Prime Minister Yoshihide Suga is walking a tightrope as another resurgence of the novel coronavirus in Japan could hit his six-month-old government that is already struggling with falling public support over its virus response and a wining-and-dining scandal involving a ministry he once led.

While citing an easing of the strain on the nation’s medical system as a reason for ending a state of emergency in the Tokyo region on Sunday, Suga has apparently judged that the emergency has lost its edge and the number of infections is unlikely to fall even if the government maintains it.

Japan has been fighting the COVID-19 pandemic with what some government officials call a “mock sword” because the latest emergency covering Tokyo and neighboring Chiba, Kanagawa and Saitama prefectures centered on seemingly tepid measures such as asking restaurants and bars to close early in the evening.

Local authorities have been largely reluctant to impose penalties for noncompliance with antivirus measures, even after the government made legal revisions to introduce fines.

Tokyo has mostly reported around 300 new cases of the coronavirus each day in recent weeks, after seeing more than 2,500 on Jan. 7 when Suga declared the state of emergency for Tokyo and other areas.

“Suga has gambled, thinking the state of emergency won’t improve the situation any further,” said Tomoaki Iwai, a professor of political science at Nihon University.

Referring to the Olympic torch relay starting March 25, Iwai suggested the Tokyo Games schedule appears to have played a role in Suga’s decision to end the emergency.

“Unless Mr. Suga lifts the state of emergency now, it will raise questions about whether Japan can really host the Olympics and Paralympics this summer,” he said in an interview.

The risk of a coronavirus resurgence is possible as Japan enters the season for cherry blossom-viewing parties, graduation ceremonies and the April start of the new academic and business year.

A team of University of Tokyo researchers estimates daily new cases in the capital could top 1,000 in May if people start to casually get together for celebrations.

To prevent a resurgence, Suga needs to fully convince people to continue following antivirus protocols even after the Sunday end of the state of emergency, according to Iwai, a veteran analyst of Japanese politics.

Some scholars say that if the number of infections rebounds again, it will deal a significant blow to the prime minister and his plan to win a general election that must be held by October.

Public support for the Suga government has been falling due to missteps in its response to the COVID-19 pandemic.

A Kyodo News poll showed the approval rating for the Cabinet stood at 38.8% in February, down from 66.4% in September after its launch.

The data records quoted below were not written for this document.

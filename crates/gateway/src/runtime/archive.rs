//! Fire-and-forget transcript archival.

use std::sync::Arc;

use dm_client::TranscriptArchiver;
use dm_domain::events::BridgeEvent;
use tokio::task::JoinHandle;

/// Archive the transcript for `user_id` on a detached task.
///
/// The outcome is reported as a `TranscriptArchived` event and never reaches
/// the turn that triggered it.
pub fn spawn_archive(archiver: Arc<dyn TranscriptArchiver>, user_id: String) -> JoinHandle<()> {
    tokio::spawn(async move {
        let result = archiver.save_transcript(&user_id).await;
        BridgeEvent::TranscriptArchived {
            ok: result.is_ok(),
            error: result.err().map(|e| e.to_string()),
            user_id,
        }
        .emit();
    })
}
pub mod config;

use clap::{Parser, Subcommand};

/// dmbridge: streams dialogue-manager turns to voice-agent platforms.
#[derive(Debug, Parser)]
#[command(name = "dmbridge", version, about)]
pub struct Cli {
    #[command(subcommand)]
    pub command: Option<Command>,
}

#[derive(Debug, Subcommand)]
pub enum Command {
    /// Start the bridge server (default when no subcommand is given).
    Serve,
    /// Configuration utilities.
    #[command(subcommand)]
    Config(ConfigCommand),
    /// Print version information.
    Version,
}

#[derive(Debug, Subcommand)]
pub enum ConfigCommand {
    /// Parse the config file and report any errors.
    Validate,
    /// Dump the resolved configuration (with defaults and env overrides) as TOML.
    Show,
}

/// Load the config file named by `DM_CONFIG` (default `config.toml`) and
/// overlay environment overrides.  A missing file means all defaults.
pub fn load_config() -> anyhow::Result<(dm_domain::config::Config, String)> {
    let config_path =
        std::env::var("DM_CONFIG").unwrap_or_else(|_| "config.toml".into());

    let mut config = if std::path::Path::new(&config_path).exists() {
        let raw = std::fs::read_to_string(&config_path)
            .map_err(|e| anyhow::anyhow!("reading {config_path}: {e}"))?;
        toml::from_str(&raw)
            .map_err(|e| anyhow::anyhow!("parsing {config_path}: {e}"))?
    } else {
        dm_domain::config::Config::default()
    };
    config.apply_env();

    Ok((config, config_path))
}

Suga has drawn fire for being slow in halting his signature Go To Travel domestic tourism promotion program. He also apologized to the public after he was found to have dined with people in groups despite the government’s call for people to refrain from doing so as an antivirus step.

On top of that, a recent wining and dining scandal involving senior officials of the Internal Affairs and Communications Ministry, which the prime minister once headed, and his eldest son Seigo Suga, who works at satellite broadcaster Tohokushinsha Film Corp., has cast a shadow over Suga’s government.

The scandal has since widened to Nippon Telegraph and Telephone Corp., with allegations of wining and dining by the telecom giant in return for favors being leveled at Internal Affairs and Communications Minister Ryota Takeda and other ruling Liberal Democratic Party lawmakers.

Suga’s term as LDP president, and therefore prime minister, is due to run out at the end of September and the term for House of Representatives lawmakers is set to expire on Oct. 21, meaning Suga must call an election before then.

Suga also plans to hold the Tokyo Olympics this summer, a key event he has repeatedly vowed to follow through on despite persistent public skepticism amid the pandemic.

Japan has only recently started COVID-19 vaccinations of medical workers and the schedule for the rest of the population remains uncertain.

Naoto Nonaka, a professor of comparative politics at Gakushuin University, points out that the Tokyo Games have been a key part of Suga’s strategy to set the stage for dissolving the Lower House for a general election.

“If Mr. Suga can somehow hold the Olympics, he will save face,” Nonaka said. “Even if many voice dissatisfaction about the event due to concerns about the coronavirus, once the games are held, it will lift spirits,” giving a boost to his bid to win the election.

“That’s probably the only scenario on the prime minister’s mind,” he said.

There are also April elections for a House of Representatives seat in Hokkaido and the constituency in Nagano Prefecture for the House of Councillors, as well as a do-over Upper House election for the constituency in Hiroshima Prefecture.

The national elections will be the first under Suga’s government and their outcomes are expected to impact his leadership as LDP candidates will be running against those backed by opposition parties in the two Upper House races.

“The first hurdle will be the April elections,” Nonaka said, adding that if the LDP loses all of them, it will be a major blow to the party and Suga himself.

“When he secured the premiership last September, Mr. Suga may have thought it would be easy to win his next term a year after,” Nonaka said. “But whether he can win a second term is now becoming increasingly uncertain.”